At the end of our South Island New Zealand road trip we were finally home safe and dry in Christchurch. Still not satisfied with all the top class New Zealand scenery we’d been spoiled with around the Southern Alps (we really have a problem, it’s an addiction!) we took a little day outing around Christchurch to catch some winter sunshine. We made the most of our drive and enjoyed the views from the hills, and drove through the gorgeous roads south east of the city centre.
5 Best Views In Christchurch New Zealand
1. Port Hills
The Port Hills are the first place to go outside of the city to quickly get some elevation and catch a sample of the views on offer. From overlooking the city towards the Southern Alps, to the volcanic coastline and vast Pacific Ocean stretching out to the horizon.
How to get to the Port Hills in Christchurch
It’s a pretty easy and beautifully scenic drive to reach the Port Hills. From the city centre, head straight down Colombo Street towards Cashmere, and turn onto Dyers Pass Road where the hill starts. Follow the road past the Sign of the Takahe, and continue along the hillside until you reach the summit car park at the Sign of the Kiwi. The drive should take around 15 minutes, and from the car park you can enjoy a few walking tracks around the top of the hill to find your favourite viewpoint!

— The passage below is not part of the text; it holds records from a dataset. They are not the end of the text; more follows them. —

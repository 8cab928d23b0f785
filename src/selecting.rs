use crate::adaptation::{Adaptation, SymbolValue};
use crate::any_value::{unwrap_any, AnyValue};
use crate::error::AdaptationError;
use crate::provider::{Fallback, Provider, TypeTag};
use std::any::Any;
use std::fmt;
use std::marker::PhantomData;
use std::sync::Arc;

/// A value that knows how to present itself as other types.
///
/// Implementations return an [`AnyValue`] holding exactly the type `tag`
/// stands for, or `None` when they have no such form. Whatever they return
/// for a type must be stable for equal inputs.
pub trait Adaptable: Send + Sync {
    fn adapt(&self, tag: TypeTag) -> Option<AnyValue>;
}

/// Marks a stored value as [`Adaptable`].
///
/// Stores hold plain `Any` values, so a self-adapting value is stored inside
/// this wrapper for [`Selecting`] providers to find it.
#[derive(Clone)]
pub struct Adaptive(Arc<dyn Adaptable>);

impl Adaptive {
    pub fn new<A: Adaptable + 'static>(value: A) -> Self {
        Self(Arc::new(value))
    }

    /// Asks the wrapped value for its `T` form
    pub fn adapt_to<T: SymbolValue>(&self) -> Option<T> {
        self.0
            .adapt(TypeTag::of::<T>())
            .and_then(|value| value.downcast_ref::<T>().cloned())
    }
}

impl Adaptable for Adaptive {
    fn adapt(&self, tag: TypeTag) -> Option<AnyValue> {
        self.0.adapt(tag)
    }
}

impl fmt::Debug for Adaptive {
    fn fmt(&self, f: &mut fmt::Formatter<'_>) -> fmt::Result {
        f.write_str("Adaptive(..)")
    }
}

/// Providers that let the value choose its own representation.
///
/// A value already of type `T` is taken as is; an [`Adaptive`] is asked for
/// its `T` form; anything else adapts to nothing.
///
/// # Examples
///
/// ```
/// use sovran_symbolmap::{Adaptable, AdaptationError, AdaptationStrategy, Adaptive, AnyValue, Selecting, TypeTag};
///
/// struct Celsius(f64);
///
/// impl Adaptable for Celsius {
///     fn adapt(&self, tag: TypeTag) -> Option<AnyValue> {
///         if tag == TypeTag::of::<f64>() {
///             Some(AnyValue::new(self.0))
///         } else if tag == TypeTag::of::<String>() {
///             Some(AnyValue::new(format!("{}°C", self.0)))
///         } else {
///             None
///         }
///     }
/// }
///
/// let reading = AnyValue::new(Adaptive::new(Celsius(21.5)));
///
/// let degrees = Selecting::<f64>::using();
/// let label = Selecting::<String>::with_fallback_value("n/a".to_string())?;
/// let count = Selecting::<u32>::using();
///
/// assert_eq!(degrees.nullable(Some(&reading)), Some(21.5));
/// assert_eq!(label.nullable(Some(&reading)), Some("21.5°C".to_string()));
/// assert_eq!(count.nullable(Some(&reading)), None);
/// assert_eq!(label.surrogate(Some(&7u8)), Some("n/a".to_string()));
/// # Ok::<(), AdaptationError>(())
/// ```
pub struct Selecting<T>(PhantomData<fn() -> T>);

impl<T: SymbolValue> Selecting<T> {
    /// Selects the `T` form of the argument
    pub fn apply(o: Option<&dyn Any>) -> Option<T> {
        Self::select(unwrap_any(o?))
    }

    /// The selection as an adaptation
    pub fn adaptation() -> Adaptation<T> {
        Adaptation::new(Self::select)
    }

    /// Plain selection, no fallback
    pub fn using() -> Provider<T> {
        Provider::without_fallback(Self::adaptation())
    }

    /// Selection narrowed by a predicate, no fallback
    pub fn with_filter<P>(predicate: P) -> Provider<T>
    where
        P: Fn(&T) -> bool + Send + Sync + 'static,
    {
        Provider::without_fallback(Self::adaptation().filter(predicate))
    }

    /// Selection with a computed fallback
    ///
    /// # Errors
    ///
    /// Returns `AdaptationError::InconsistentFallback` if the fallback does not
    /// adapt to itself.
    pub fn with_fallback<F>(fallback: F) -> Result<Provider<T>, AdaptationError>
    where
        F: Fn() -> T + Send + Sync + 'static,
    {
        Provider::new(Self::adaptation(), Fallback::from_fn(fallback))
    }

    /// Selection with a constant fallback
    ///
    /// # Errors
    ///
    /// Returns `AdaptationError::InconsistentFallback` if the fallback does not
    /// adapt to itself.
    pub fn with_fallback_value(fallback: T) -> Result<Provider<T>, AdaptationError> {
        Provider::new(Self::adaptation(), Fallback::value(fallback))
    }

    /// Selection, predicate and computed fallback
    ///
    /// # Errors
    ///
    /// Returns `AdaptationError::InconsistentFallback` if the predicate refuses
    /// the fallback.
    pub fn define<P, F>(predicate: P, fallback: F) -> Result<Provider<T>, AdaptationError>
    where
        P: Fn(&T) -> bool + Send + Sync + 'static,
        F: Fn() -> T + Send + Sync + 'static,
    {
        Provider::new(
            Self::adaptation().filter(predicate),
            Fallback::from_fn(fallback),
        )
    }

    // A `T` wins over asking, so selected values stay fixed points
    fn select(o: &dyn Any) -> Option<T> {
        if let Some(value) = o.downcast_ref::<T>() {
            return Some(value.clone());
        }
        o.downcast_ref::<Adaptive>()?.adapt_to::<T>()
    }
}

#[cfg(test)]
mod tests {
    use super::*;
    use crate::context::SymbolContext;
    use crate::error::MapError;
    use crate::provider::{AdaptationProvider, AdaptationStrategy};
    use crate::store::Store;
    use crate::symbol::{InternalSymbol, SymbolKey};
    use crate::Mappable;
    use std::sync::atomic::{AtomicUsize, Ordering};

    struct Version {
        major: u32,
        minor: u32,
    }

    impl Adaptable for Version {
        fn adapt(&self, tag: TypeTag) -> Option<AnyValue> {
            if tag == TypeTag::of::<String>() {
                Some(AnyValue::new(format!("{}.{}", self.major, self.minor)))
            } else if tag == TypeTag::of::<u32>() {
                Some(AnyValue::new(self.major))
            } else if tag == TypeTag::of::<i64>() {
                // Wrong type on purpose
                Some(AnyValue::new(self.major))
            } else {
                None
            }
        }
    }

    fn version() -> Adaptive {
        Adaptive::new(Version { major: 2, minor: 7 })
    }

    #[test]
    fn test_using() {
        let text = Selecting::<String>::using();
        let major = Selecting::<u32>::using();
        let v = version();

        assert_eq!(text.nullable(Some(&v)), Some("2.7".to_string()));
        assert_eq!(major.nullable(Some(&v)), Some(2));
        assert_eq!(Selecting::<bool>::using().nullable(Some(&v)), None);
        assert_eq!(text.nullable(Some(&"plain".to_string())), Some("plain".to_string()));
        assert_eq!(major.nullable(Some(&1.5f64)), None);
        assert_eq!(major.nullable(None), None);
        assert!(!major.fallback().is_defined());
    }

    #[test]
    fn test_mistyped_answer_refused() {
        assert_eq!(Selecting::<i64>::apply(Some(&version())), None);
    }

    #[test]
    fn test_apply_unwraps_stored_values() {
        let stored = AnyValue::new(version());
        assert_eq!(Selecting::<u32>::apply(Some(&stored)), Some(2));
        assert_eq!(Selecting::<u32>::apply(None), None);
        assert_eq!(version().adapt_to::<String>(), Some("2.7".to_string()));
    }

    #[test]
    fn test_selection_is_idempotent() {
        let adaptation = Selecting::<String>::adaptation();
        let v = version();
        assert!(adaptation.is_consistent_for(Some(&v)));
        assert!(adaptation.is_consistent_for(Some(&3u8)));
    }

    #[test]
    fn test_filter_and_fallbacks() -> Result<(), AdaptationError> {
        let recent = Selecting::<u32>::with_filter(|major| *major >= 3);
        assert_eq!(recent.nullable(Some(&version())), None);

        let p = Selecting::<u32>::define(|major| *major >= 3, || 3)?;
        assert_eq!(p.surrogate(Some(&version())), Some(3));
        assert!(Selecting::<u32>::define(|major| *major >= 3, || 1).is_err());

        let calls = Arc::new(AtomicUsize::new(0));
        let counter = Arc::clone(&calls);
        let p = Selecting::<String>::with_fallback(move || {
            counter.fetch_add(1, Ordering::SeqCst);
            "unknown".to_string()
        })?;
        assert_eq!(p.surrogate(Some(&version())), Some("2.7".to_string()));
        let checked = calls.load(Ordering::SeqCst);
        assert_eq!(p.surrogate(None), Some("unknown".to_string()));
        assert_eq!(calls.load(Ordering::SeqCst), checked + 1);

        let p = Selecting::<String>::with_fallback_value("none".to_string())?;
        assert_eq!(p.fallback_to("other".to_string())?.surrogate(None), Some("other".to_string()));
        Ok(())
    }

    #[test]
    fn test_selected_through_context() -> Result<(), MapError> {
        let label = InternalSymbol::named("label", Selecting::<String>::using());
        let context = SymbolContext::<SymbolKey>::new();
        context.store().put(label.remap(), AnyValue::new(version()))?;

        assert_eq!(context.get(&label)?, Some("2.7".to_string()));
        assert_eq!(context.compute_if_present(&label, |_, v| Some(v))?, Some("2.7".to_string()));
        assert!(context.store().with(&label.remap(), |v: &String| v == "2.7")?);
        Ok(())
    }
}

Lookouts on the Port Hills
The Port Hills area has plenty of great lookouts along the road, you can easily stop along them all, take a short walk, and see which viewpoint is your favourite!
Cashmere Hill Lookout (Sign of the Takahe)
The Sign of the Takahe is a little further down the hill, and is a gorgeous building set alongside exquisite gardens. Right next to the Sign of the Takahe is the Cashmere Hill Lookout. This panoramic view over the city and coastline is a wonderful introduction to the amazing views provided by this area of Christchurch. As a pretty quiet, mostly residential area, you’ll likely have the lookout to yourself!
Sign of the Kiwi
At the car park is the Sign of the Kiwi cafe. Stop off for a refreshment or bite to eat and if you nab a window seat, you can enjoy spectacular views over the city!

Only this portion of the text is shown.